JavaScript is a very popular programming language created by Netscape Communications. Small programs written in this language are embedded within a Web page, or fetched externally from within the page, to enhance the page's functionality. Examples of JavaScript include drop-down menus, image displays, and mouse-over interactions. The drop-down menus on the site of the UCLA Library shown below are a good example: when you hover your mouse over the menu item, a set of sub-menus opens up below. 


XML: XML (eXtensible Markup Language) is a mark-up language that enables Web designers to create customized tags to provide functionality not available with HTML alone. XML is a language of data structure and exchange, and allows developers to separate form from content. With XML, the same content can be formatted for multiple applications. In May 1999, the W3 Consortium announced that HTML 4.0 has been recast as an XML application called XHTML.

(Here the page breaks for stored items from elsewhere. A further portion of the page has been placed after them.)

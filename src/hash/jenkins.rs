//! Bob Jenkins' one-at-a-time string hash.
//!
//! Strings are hashed over their UTF-16 code units so that non-ASCII input
//! produces the same values as other UTF-16 based implementations of the
//! keyed variant.

use super::HashFunctions;

/// Hash `s` with the one-at-a-time function, starting from `key`.
///
/// ```rust
/// use bloomfold::jenkins::one_at_a_time;
///
/// assert_eq!(one_at_a_time(0, "a"), 0xca2e_9442);
/// ```
pub fn one_at_a_time(key: u32, s: &str) -> u32 {
    let mut h = key;
    for c in s.encode_utf16() {
        h = h.wrapping_add(u32::from(c));
        h = h.wrapping_add(h << 10);
        h ^= h >> 6;
    }

    h = h.wrapping_add(h << 3);
    h ^= h >> 11;
    h.wrapping_add(h << 15)
}

/// A string hash function keyed by `key`.
///
/// Different keys produce independent functions suitable for use together in
/// one filter.
pub fn jenkins_string_hash(key: u32) -> impl Fn(&str) -> u32 + Clone + Send + Sync + 'static {
    move |s: &str| one_at_a_time(key, s)
}

/// A set of string hash functions, one [`jenkins_string_hash`] per key.
///
/// ```rust
/// use bloomfold::{jenkins, Filter};
///
/// let mut filter = Filter::new(jenkins::jenkins_string([1, 2, 3]), 4).unwrap();
/// filter.insert("bananas");
/// assert!(filter.contains("bananas"));
/// ```
pub fn jenkins_string<I>(keys: I) -> HashFunctions<str>
where
    I: IntoIterator<Item = u32>,
{
    keys.into_iter()
        .fold(HashFunctions::new(), |hashes, key| {
            hashes.with(jenkins_string_hash(key))
        })
}
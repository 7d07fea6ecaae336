//! bloomfold implements variable-size bloom filters whose sizes are always a
//! power of two 32-bit words.
//!
//! Restricting sizes to powers of two means a hash is wrapped into range with
//! a single bitmask rather than a modulus, and that any two filter sizes
//! differ by an integer multiple. A larger filter can therefore be folded onto
//! the index space of a smaller one by ORing its blocks together, after which
//! the two can be compared directly. For an 8 word filter `f8` and a 16 word
//! filter `f16`, `f8` is a subset of `f16` when:
//!
//! ```text
//!     (f8[0] & (f16[0] | f16[8])) == f8[0] && (f8[1] & (f16[1] | f16[9])) == f8[1] && ...
//! ```
//!
//! which is exactly `f8.subset(&f16.reduce_to(8)?)`:
//!
//! ```rust
//! use bloomfold::{Filter, jenkins};
//!
//! let hashes = jenkins::jenkins_string([1, 2, 3]);
//!
//! let mut constants = Filter::new(hashes.clone(), 8)?;
//! constants.add(["pi", "e"]);
//!
//! let mut tree = Filter::new(hashes, 16)?;
//! tree.add(["pi", "e", "tau"]);
//!
//! assert!(constants.subset(&tree.reduce_to(8)?));
//! # Ok::<(), bloomfold::Error>(())
//! ```
//!
//! A [`Filter`] of one word is stored inline as a [`SingleWordFilter`]; every
//! other size uses an [`ArrayFilter`]. Filters never own their hash functions:
//! a [`HashFunctions`] set is shared between a filter and every filter derived
//! from it by [`union`](Filter::union), [`intersect`](Filter::intersect) and
//! [`reduce_to`](Filter::reduce_to).
//!
//! Bloom filters are not resistant to adversarial input, and filters are not
//! synchronised: share them between threads behind a lock, or treat them as
//! immutable once populated.

mod bloom;
mod capacity;
mod error;
mod filter;
mod hash;
mod words;

pub use bloom::{ArrayFilter, Bloom, FilterBuilder, SingleWordFilter};
pub use capacity::Capacity;
pub use error::{Error, Result};
pub use filter::Filter;
pub use hash::{jenkins, BuildHasherFn, HashFunction, HashFunctions};
pub use words::{popcount, Words, WORD_BITS};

AJAX stands for Asynchronous JavaScript and XML. This langauge is used to create interactive Web applications. Its premise is that it sends data to the browser behind the scenes, so that when it is time to view the information, it is already "there." Google Maps is a well-known example of AJAX. A different kind of example can be found with SurfWax LookAhead, an RSS search tool that retrieves feeds as you type your search.


SQL (Structured Query Language): This is a language that focuses on extracting data from databases. Programmers write statements called queries that retrieve data from the tables in the database. Some Web sites are created extensively or entirely from data stored in database tables. You can often tell that a SQL query has produced data on a page by the presence of a question mark (?) and a record number in the URL, as the example below illustrates. 



Mashups


Programs on the Web can be flexible. Sometimes they are combined with each other to form ehanced presentations. These are known as mashups.


A mashup is a Web application or Web page that combines data from two or more external sources. Mashups give you access in one place to information available in multiple places.


There are all kinds of mashups on the Web. One example is Earthquakes In The Last week, a mashup derived from data from the U.S. Geological Survey along with Google Maps. Another is Mashpedia, a mashup of the Wikipedia encylopedia along with current information gathered from the social Web.
Last but not least: Applications (apps)


Applications, commonly called apps, are small programs that run within various online environments. These programs allow you to enjoy functionalities that enhance your experience within that environment.


Social networking sites often make use of apps. For example, Facebook is well-known for featuring thousands of apps created by Facebook or outside developers. These apps allow you to play games, shop, form issues-based communities, find family or classmates, etc.


Mobile phones are another environment within which apps are both popular and useful. In fact, no decent mobile phone these days comes without the option to add apps. A good example is the iPhone, which offers hundreds of thousands of apps in all sorts of areas, from work and education to travel, lifestyle, entertainment, and so on. Also take a look at the Android Market site to browse the apps available for the Droid phone. It is safe to say that apps make the mobile phone what it is today.


Apps are a very fast-growing area of the networked experience. Some observers believe that apps will be a focus of developments in the online world in the coming years.